IARCHS Meeting/ Repair Session June 10, 2017

On Saturday June  10, 2017 a club meeting  was held at the home of Rob Tracy in Des Moines.  Due to schedule conflicts, it was a small gathering.  In attendance were Rob, Al Bailey, Craig Huseboe, Dave Perkins and new member Ron Russel.

Business and Discussion: Craig reported on the April auction.  550 lots were sold with gross sales of $22K   The club netted $462 which is an improvement over previous years. (One expense was still pending as of this report.) The improvement was  primarily due to the reduced advertising expenses this year.   The feedback we got from the crowd and the auctioneer’s staff indicates that our switch to a combination of direct mailing to past participants and on-line promotion away from multiple print ads, worked well so we concluded that we will stick with that for the foreseeable future.   Also, both from the crowd and the auctioneer, it seemed that moving the auction up one week earlier than in the past worked quite well. Craig said that Wears Auctioneers will be available so we decided to set the tentative date for the next auction of April 28, 2018.

In other discussion, a couple of members have commented that the club should be better at keeping the event calendar up to date.  No one person is charged with that task so those that have access to it haven’t always thought to take care of that.  [Note to all, I’m one of those people and guilty as charged, I’ll try to be more diligent and if you see something that should be there but isn’t please ‘ping’ me].  Another very good suggestion is that we should add a prominent link on the web site’s front page to information on the time and place of the next club meeting.    At this point that meeting has not been set.  I will be asking, via a general email, for people to volunteer a location.  As the last two meetings have been in central Iowa, I’m hoping to have someone elsewhere in the state to offer a place.

Repair Session: Rob gave everyone a write up on a simple & handy coil tester which should be posted on the website as a separate post.  Photos: Rob Tracy in the ISU  shirt.

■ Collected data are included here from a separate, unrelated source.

//! Linear referencing: locating a point at a distance along linework.
use geo::Line;
use log::trace;

use crate::{
    geometry::Point,
    shape::Shape,
    surface::{Cartesian, Surface, Wgs84},
    Crs, Error, Result,
};

/// Linear referencing queries of one coordinate reference system.
pub trait LinearReference {
    /// The point reached by walking `distance` along `shape`, starting
    /// at the vertex `start` and heading to its neighbouring vertex
    /// `direction`.
    ///
    /// `shape` is a segment, a polyline, or the shell of a polygon.
    /// Returns `None` when the walk runs off the end of a polyline, or
    /// goes round a ring more than once.
    fn reference(
        &self,
        shape: Shape<'_>,
        start: &Point,
        direction: &Point,
        distance: f64,
    ) -> Result<Option<Point>>;
}

/// The implementation for the given coordinate system.
pub fn calculator(crs: Crs) -> &'static dyn LinearReference {
    match crs {
        Crs::Cartesian => &Cartesian,
        Crs::Wgs84 => &Wgs84,
    }
}

/// The vertices to walk along, and whether they wrap around.
fn vertices<'a>(shape: &Shape<'a>) -> Result<(&'a [Point], bool)> {
    Ok(match *shape {
        Shape::Segment(s) => (s.points(), false),
        Shape::Polyline(l) => (l.points(), false),
        Shape::Polygon(p) => {
            let points = p.shell().points();
            (&points[..points.len() - 1], true)
        }
        _ => return Err(shape.unsupported("linear reference")),
    })
}

impl<S: Surface> LinearReference for S {
    fn reference(
        &self,
        shape: Shape<'_>,
        start: &Point,
        direction: &Point,
        distance: f64,
    ) -> Result<Option<Point>> {
        S::CRS.check(shape.crs())?;
        S::CRS.check(start.crs())?;
        S::CRS.check(direction.crs())?;
        shape.check_planar()?;
        let (points, cyclic) = vertices(&shape)?;
        if !(distance >= 0.) {
            return Err(Error::InvalidReference("distance must not be negative"));
        }

        let n = points.len();
        let step = |idx: usize, forward: bool| -> Option<usize> {
            match (forward, cyclic) {
                (true, true) => Some((idx + 1) % n),
                (false, true) => Some((idx + n - 1) % n),
                (true, false) => Some(idx + 1).filter(|&i| i < n),
                (false, false) => idx.checked_sub(1),
            }
        };

        let first = points
            .iter()
            .position(|p| p.approx_eq(start))
            .ok_or(Error::InvalidReference("start is not a vertex"))?;
        let forward = if step(first, true).map_or(false, |i| points[i].approx_eq(direction)) {
            true
        } else if step(first, false).map_or(false, |i| points[i].approx_eq(direction)) {
            false
        } else {
            return Err(Error::InvalidReference(
                "direction is not a neighbour of start",
            ));
        };

        let mut remaining = distance;
        let mut current = first;
        let max_edges = if cyclic { n } else { n - 1 };
        for _ in 0..max_edges {
            let next = match step(current, forward) {
                Some(next) => next,
                None => break,
            };
            let edge = Line::new(points[current].coord(), points[next].coord());
            let length = S::edge_length(edge);
            if remaining <= length {
                return Ok(Some(Point::from_coord(
                    S::CRS,
                    S::interpolate(edge, remaining),
                )));
            }
            remaining -= length;
            current = next;
        }
        trace!("linear reference: {remaining} beyond the end of the {}", shape.name());
        Ok(None)
    }
}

Ron Russell in blue, Craig Huseboe in red, Dave Perkins in checks,  photos by Al Bailey (not pictured). 

New member Ron Russel, had acquired a couple radios (a Majestic and a Grunow) a week before our meeting. In the meantime he found and joined our club and  showed up at this meeting with the Majestic,  both to see what it would take to make it play, and to start on the process of learning some about restoration.   After testing the tubes, cleaning the controls and replacing the power supply caps with parts that Rob had on hand, it did play clearly but at a rather low volume.  With some signal injection and tracing and a few more measurements, we concluded that some of the old ‘dog bone’ resistors had drifted  out of spec to higher  values and, most importantly, the volume control resistance was out of spec.  We were able with some jumpers to try some different, resistors but Rob did not have a suitable volume control pot on hand.  So we concluded our troubleshooting session with some ideas on what to look for in the way of parts and hopeful that he could at least acquire the necessary parts.  It was a steep learning curve for someone who’d never looked at a schematic before, so Ron, if you get hung up on your project, keep in mind that you can always bring it & some parts, to the next meeting once I have it set up.

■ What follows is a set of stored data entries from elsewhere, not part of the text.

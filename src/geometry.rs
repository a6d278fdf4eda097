//! Geometry types: points, segments, polylines, rings, polygons and
//! their multi-part forms.
//!
//! Every geometry carries one [`Crs`](crate::Crs); constructors reject
//! mixed systems and mixed dimensions.
mod point;
pub use point::Point;

mod segment;
pub use segment::LineSegment;

mod polyline;
pub use polyline::Polyline;

mod polygon;
pub use polygon::{Polygon, SimplePolygon};

mod multi;
pub use multi::{MultiPolygon, MultiPolyline, PolygonNode};

use crate::{Error, Result};

/// Checks that all points share the crs and dimension of the first.
fn check_points(points: &[Point]) -> Result<()> {
    if let Some((first, rest)) = points.split_first() {
        for p in rest {
            first.crs().check(p.crs())?;
            if first.dimension() != p.dimension() {
                return Err(Error::DimensionMismatch {
                    expected: first.dimension(),
                    found: p.dimension(),
                });
            }
        }
    }
    Ok(())
}
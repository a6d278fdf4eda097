use geo::{Coordinate, Line};
use log::trace;

use super::{ChainArena, ChainKey};

/// Output of partitioning the paths of one operand.
#[derive(Debug, Default)]
pub struct Partition {
    pub chains: Vec<ChainKey>,
    /// Edges with no extent in the sweep coordinate.
    pub verticals: Vec<Line<f64>>,
}

/// Splits paths into monotone chains, numbering chains sequentially.
///
/// The counter is a plain value owned by one sweep. After the first
/// operand is partitioned, [`Partitioner::next_id`] is the split id:
/// chains of the first operand have smaller ids, chains of the second
/// operand have larger or equal ids.
#[derive(Debug, Default)]
pub struct Partitioner {
    next_id: u64,
}

/// A maximal run of edges with the same sign of `dx`.
struct Run {
    points: Vec<Coordinate<f64>>,
    dir: f64,
}

impl Partitioner {
    pub fn new() -> Self {
        Default::default()
    }

    #[inline]
    pub fn next_id(&self) -> u64 {
        self.next_id
    }

    /// Partitions one path into the arena. A `closed` path is a ring
    /// whose last coordinate repeats the first.
    pub fn partition(
        &mut self,
        arena: &mut ChainArena,
        path: &[Coordinate<f64>],
        closed: bool,
        out: &mut Partition,
    ) {
        let mut coords = path.to_vec();
        coords.dedup();

        let mut runs: Vec<Run> = vec![];
        let mut current = Run {
            points: coords.first().copied().into_iter().collect(),
            dir: 0.,
        };
        let flush = |run: &mut Run, runs: &mut Vec<Run>, start: Coordinate<f64>| {
            let done = std::mem::replace(
                run,
                Run {
                    points: vec![start],
                    dir: 0.,
                },
            );
            if done.points.len() >= 2 {
                runs.push(done);
            }
        };

        for w in coords.windows(2) {
            let (p, q) = (w[0], w[1]);
            let dx = q.x - p.x;
            if dx == 0. {
                out.verticals.push(Line::new(p, q));
                flush(&mut current, &mut runs, q);
                continue;
            }
            let dir = dx.signum();
            if current.dir != 0. && current.dir != dir {
                flush(&mut current, &mut runs, p);
            }
            current.points.push(q);
            current.dir = dir;
        }
        flush(&mut current, &mut runs, Coordinate { x: 0., y: 0. });

        if closed && runs.len() >= 2 {
            let first = &runs[0];
            let last = &runs[runs.len() - 1];
            let wraps = first.points[0] == coords[0]
                && last.points[last.points.len() - 1] == coords[coords.len() - 1]
                && first.dir == last.dir;
            if wraps {
                let last = runs.pop().expect("at least two runs");
                let first = &mut runs[0];
                let mut merged = last.points;
                merged.extend_from_slice(&first.points[1..]);
                first.points = merged;
                trace!("partition: merged wrap-around run");
            }
        }

        for mut run in runs {
            if run.dir < 0. {
                run.points.reverse();
            }
            let id = self.next_id;
            self.next_id += 1;
            let key = arena.add_chain(id, &run.points);
            trace!(
                "partition: chain {key} (id {id}) with {n} vertices",
                n = run.points.len()
            );
            out.chains.push(key);
        }
    }
}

That’s it for now.  Everyone enjoy your summer bargain hunting at flea markets and yard sales, keep cool and watch for an announcement of  our next meeting time & place.

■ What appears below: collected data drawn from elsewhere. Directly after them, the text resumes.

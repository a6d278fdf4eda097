use std::cmp::Ordering;

use geo::Coordinate;

use crate::monotone::{ChainKey, VertexKind};

/// Wraps a [`Coordinate`] to support lexicographic ordering.
///
/// The ordering is by `x` and then by `y`. Implements `PartialOrd`,
/// `Ord` and `Eq` even though `Coordinate` doesn't implement these.
/// This is necessary to support insertion to ordered collections,
/// as required by the active chain list of the sweep.
///
/// Only finite coordinates may be wrapped; see the `From` impl.
#[derive(Debug, PartialEq, Clone, Copy)]
pub struct SweepPoint(Coordinate<f64>);

impl SweepPoint {
    #[inline]
    pub fn coord(&self) -> Coordinate<f64> {
        self.0
    }
}

/// Implement lexicographic ordering by `x` and then by `y`
/// coordinate.
impl PartialOrd for SweepPoint {
    fn partial_cmp(&self, other: &Self) -> Option<Ordering> {
        match self.0.x.partial_cmp(&other.0.x) {
            Some(Ordering::Equal) => self.0.y.partial_cmp(&other.0.y),
            o => o,
        }
    }
}

/// Derive `Ord` from `PartialOrd` and expect to not fail.
impl Ord for SweepPoint {
    fn cmp(&self, other: &Self) -> Ordering {
        self.partial_cmp(other).unwrap()
    }
}

/// We derive `Eq` manually as `f64` is not `Eq`.
impl Eq for SweepPoint {}

/// Create from `Coordinate` while checking the components are finite.
impl From<Coordinate<f64>> for SweepPoint {
    fn from(pt: Coordinate<f64>) -> Self {
        assert!(
            pt.x.is_finite(),
            "sweep point requires a finite x-coordinate"
        );
        assert!(
            pt.y.is_finite(),
            "sweep point requires a finite y-coordinate"
        );
        SweepPoint(pt)
    }
}

/// Key of a chain in the active chain list.
///
/// Chains are ordered by the position of their front vertex, then by
/// the vertex kind, and finally by the chain key, which keeps entries
/// of distinct chains distinct. Entries at one point are consecutive,
/// so the sweep can take them all at once.
#[derive(Debug, Clone, Copy, PartialEq, Eq, PartialOrd, Ord)]
pub(crate) struct ActiveEntry {
    pub point: SweepPoint,
    pub kind: VertexKind,
    pub chain: ChainKey,
}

Submitted by Dave Perkins, IARCHS President

WordPress editing, Doug Spyrison

 

 

Coil and Resonance Tester

Synopsis by Dave Perkins: Have you ever been frustrated while working on a set because you couldn’t tell if an IF transformer coil was OK or shorted since the resistance readings for the two conditions is almost the same?   Here is an excellent tech write up on building and using a fairly simple tester that club member Rob Tracy put together and gave to each of those attending the last club meeting.  This is the kind of weekend project that makes your troubleshooting more trouble free and is something that is a valuable addition to your test bench. You don’t even need to use a printed circuit board, this could be built on a piece of perf board.

The Coil Tester  

by Rob Tracy

Measure inductance and resonant frequency

How do you test a coil? Usually, you want to know two things: the inductance and the frequency at which it will resonate with a particular capacitor. This handy tester helps you find both. Connect it to any LC tuned circuit, and it oscillates at the resonant frequency, from below 20 kHz to above 20 MHz. What’s more, at the flip of a switch, you can use the built-in 150 pF capacitor to make a tuned circuit out of any coil and deduce the inductance from the frequency at which it resonates.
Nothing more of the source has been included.